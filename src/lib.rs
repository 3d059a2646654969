pub mod action;
pub mod backend;
pub mod bridge;
pub mod config;
pub mod diagnostics;
pub mod env;
pub mod error;
pub mod eval;
pub mod frame;
pub mod keys;
pub mod observation;
pub mod ocr;
pub mod path;
pub mod policy;
pub mod preload;
pub mod server;
pub mod turn;
pub mod webdriver;

pub use action::{
    ActionDecodeError, ActionSpace, Decoded, ExclusionZone, GestureKind, GridCoordinate,
    PixelCoordinate,
};
pub use backend::{Backend, BackendError, ClickOptions, MouseButton};
pub use bridge::{AsyncBridge, BridgeError};
pub use config::{CliOverrides, Config, ConfigError};
pub use diagnostics::Diagnostics;
pub use env::{DosEnv, EpisodeState, Info, StepResult};
pub use error::EnvError;
pub use eval::{EvalStats, run_episodes};
pub use frame::{Frame, FrameError, Insets, Region};
pub use keys::KeySpec;
pub use observation::{ObservationPipeline, Rejection, ResourceReading, ResourceSanitizer};
pub use ocr::{Ocr, TesseractCli};
pub use policy::{Policy, RandomPolicy, ScriptedPolicy, StdinPolicy};
pub use server::GameServer;
pub use turn::{TemplateMatcher, TurnDetector, TurnState};
pub use webdriver::WebDriverBackend;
◆ ◆ ◆ ◆
*Exercise requirements*: Restate exactly, and only, every line from the one that contains "pub mod preload;" through the last line of the records.

*Result below*:
pub mod preload;
pub mod server;
pub mod turn;
pub mod webdriver;

pub use action::{
    ActionDecodeError, ActionSpace, Decoded, ExclusionZone, GestureKind, GridCoordinate,
    PixelCoordinate,
};
pub use backend::{Backend, BackendError, ClickOptions, MouseButton};
pub use bridge::{AsyncBridge, BridgeError};
pub use config::{CliOverrides, Config, ConfigError};
pub use diagnostics::Diagnostics;
pub use env::{DosEnv, EpisodeState, Info, StepResult};
pub use error::EnvError;
pub use eval::{EvalStats, run_episodes};
pub use frame::{Frame, FrameError, Insets, Region};
pub use keys::KeySpec;
pub use observation::{ObservationPipeline, Rejection, ResourceReading, ResourceSanitizer};
pub use ocr::{Ocr, TesseractCli};
pub use policy::{Policy, RandomPolicy, ScriptedPolicy, StdinPolicy};
pub use server::GameServer;
pub use turn::{TemplateMatcher, TurnDetector, TurnState};
pub use webdriver::WebDriverBackend;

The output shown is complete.